In the end, there were two things that really irritated me about this book. Can't recall if the same complaints apply to the whole series, or not.
1. The lycanthropes.
* They shift by magic, not biology.
* There is no sense of conservation of mass - you can end up with super large or super small lycanthropes, no matter how large or small the human form.
* They only have a full animal form (not a half man/half animal form), yet they can talk as an animal. Guess those vocal cords don't shift. Or they do, since the cats still growl like their natural counterparts. Contradictory.
I know, this is SF/Fantasy. There needs to be a suspension of disbelief, but sometimes authors make it harder than they need to. It's especially confusing since Laurell K. Hamilton mentored these authors. Yet, they went diametrically opposed when it comes to Laurell's attempt to make her lycanthropes follow real biological rules. (Laurell also has a bio degree.)
The magic I could overlook. The talking in animal form was distracting, but ignorable. But the lack of conservation of mass was really annoying.
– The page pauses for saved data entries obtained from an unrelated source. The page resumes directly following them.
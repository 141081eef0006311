//! Dark mode preference handling.
//!
//! The preference lives in `localStorage`; applying it sets the
//! `.dark-mode` class on the `<html>` element so the stylesheet's variable
//! overrides take effect. Requires a browser environment; on the server
//! everything is a no-op reporting light mode.

#[cfg(feature = "hydrate")]
const STORAGE_KEY: &str = "support_plan_dark";

/// Load the stored preference (falling back to the system color scheme),
/// apply it to the document, and report the resulting mode.
pub fn init() -> bool {
    let enabled = stored_preference();
    set_document_class(enabled);
    enabled
}

/// Flip dark mode, persist the choice, and report the new mode.
pub fn toggle(current: bool) -> bool {
    let next = !current;
    set_document_class(next);
    store_preference(next);
    next
}

#[cfg(feature = "hydrate")]
fn stored_preference() -> bool {
    let Some(window) = web_sys::window() else {
        return false;
    };

    if let Ok(Some(storage)) = window.local_storage() {
        if let Ok(Some(value)) = storage.get_item(STORAGE_KEY) {
            return value == "true";
        }
    }

    window
        .match_media("(prefers-color-scheme: dark)")
        .ok()
        .flatten()
        .map_or(false, |query| query.matches())
}

#[cfg(feature = "hydrate")]
fn store_preference(enabled: bool) {
    if let Some(window) = web_sys::window() {
        if let Ok(Some(storage)) = window.local_storage() {
            let _ = storage.set_item(STORAGE_KEY, if enabled { "true" } else { "false" });
        }
    }
}

#[cfg(feature = "hydrate")]
fn set_document_class(enabled: bool) {
    if let Some(el) = web_sys::window()
        .and_then(|w| w.document())
        .and_then(|d| d.document_element())
    {
        let class_list = el.class_list();
        if enabled {
            let _ = class_list.add_1("dark-mode");
        } else {
            let _ = class_list.remove_1("dark-mode");
        }
    }
}

#[cfg(not(feature = "hydrate"))]
fn stored_preference() -> bool {
    false
}

#[cfg(not(feature = "hydrate"))]
fn store_preference(_enabled: bool) {}

#[cfg(not(feature = "hydrate"))]
fn set_document_class(_enabled: bool) {}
A snake like lycanthrope appeared to shift into a form as small as a natural snake. Yet, there were beyond life sizes snakes, and a spider. Beyond the gross factor, they almost gave me the old "Batman and Robin" campy vibe. Like I could see the crude animitronics used to move the spider creature around. It didn't feel "lost in fantasy" real, it felt "damn this is bad" old sf campy.
Anyway, completely different argument.
2. Forcing the multicultural thing a bit too hard.
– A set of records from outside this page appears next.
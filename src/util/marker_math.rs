//! Pure layout math for the rubric continuum marker.

#[cfg(test)]
#[path = "marker_math_test.rs"]
mod marker_math_test;

/// Horizontal offset from the computed track position to the marker glyph's
/// visual center.
pub const MARKER_GLYPH_OFFSET_PX: f64 = 12.0;

/// Left edge of the "X" marker along the continuum track, in pixels.
///
/// The marker sits at fraction `position / levels` of the rendered track
/// width. `position` ranges over the track's `0..=levels` stops, so the top
/// stop lands on the track's right edge.
pub fn marker_left_px(position: usize, levels: usize, track_width_px: f64) -> f64 {
    let denom = levels.max(1) as f64;
    (position as f64 / denom) * track_width_px
}

/// Fraction of the track width at which divider `k` (zero-based, between
/// columns `k` and `k + 1`) is drawn.
pub fn divider_fraction(k: usize, levels: usize) -> f64 {
    (k + 1) as f64 / levels.max(1) as f64
}
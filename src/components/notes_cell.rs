//! Static free-text consideration cell (playground, lunchroom, notes).

use leptos::prelude::*;

/// Labelled textarea with no state of its own.
#[component]
pub fn NotesCell(
    id: &'static str,
    label: &'static str,
    placeholder: &'static str,
    #[prop(default = 5)] rows: u32,
) -> impl IntoView {
    view! {
        <label class="notes-cell__label" for=id>
            {label}
        </label>
        <textarea
            id=id
            class="notes-cell__textarea"
            placeholder=placeholder
            rows=rows.to_string()
        ></textarea>
    }
}
//! Top navigation bar with page links and the dark-mode toggle.

use leptos::prelude::*;
use leptos_router::components::A;

use crate::state::ui::UiState;
use crate::util::dark_mode;

/// Navigation bar shown on every page.
#[component]
pub fn NavBar() -> impl IntoView {
    let ui = expect_context::<RwSignal<UiState>>();

    // Pick up the stored preference once the client is running.
    Effect::new(move || {
        let enabled = dark_mode::init();
        ui.update(|state| state.dark_mode = enabled);
    });

    let on_toggle = move |_| {
        ui.update(|state| state.dark_mode = dark_mode::toggle(state.dark_mode));
    };

    view! {
        <nav class="nav-bar">
            <span class="nav-bar__brand">"Support Plan"</span>
            <A href="/">"Additional Information"</A>
            <A href="/rubric">"Support Rubric"</A>
            <button class="nav-bar__toggle" on:click=on_toggle title="Toggle dark mode">
                {move || if ui.get().dark_mode { "Light" } else { "Dark" }}
            </button>
        </nav>
    }
}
There is a "dear readers" section before chapter 1 which points out their noble goals of multiculturalism and acceptance and can't you hear "We are the World" playing already.
I quote:
One of our goals for this alternate reality is to show that despite our cultural differences, country borders, and prejudices, people are people, whether human, shifter or somewhere in between.
Okay, for one, if you have to point out a dominant theme, you're doing it wrong. And, two, beating someone over the head with a concept, and teaching them about a concept, are two completely different things. This felt like overkill.
No two characters could share a culture or country of origin. And their differences were highlighted, rather than their similarities. The Australian character deliberately used terms that don't exist in either American or British English. So even the English world was highlighted as more different then similar.
It felt like a little kid drawing characters. We'll make this one blue, and this one green, and this one purple.
Last time I heard, the melting pot concept was about showing what we have in common.
Plus, this was preaching. I don't like preaching outside of church. I picked up this book for entertainment, not to be lectured. I'll pick up non-fiction book if I want to be lectured.
So, nice idea, bad execution.
I've had this book sitting on my shelf for some time. (I bought it back in 2006.) I'm not sure I would have reached for it if I didn't already own it. And I'm not sure if I'll continue with this series after this.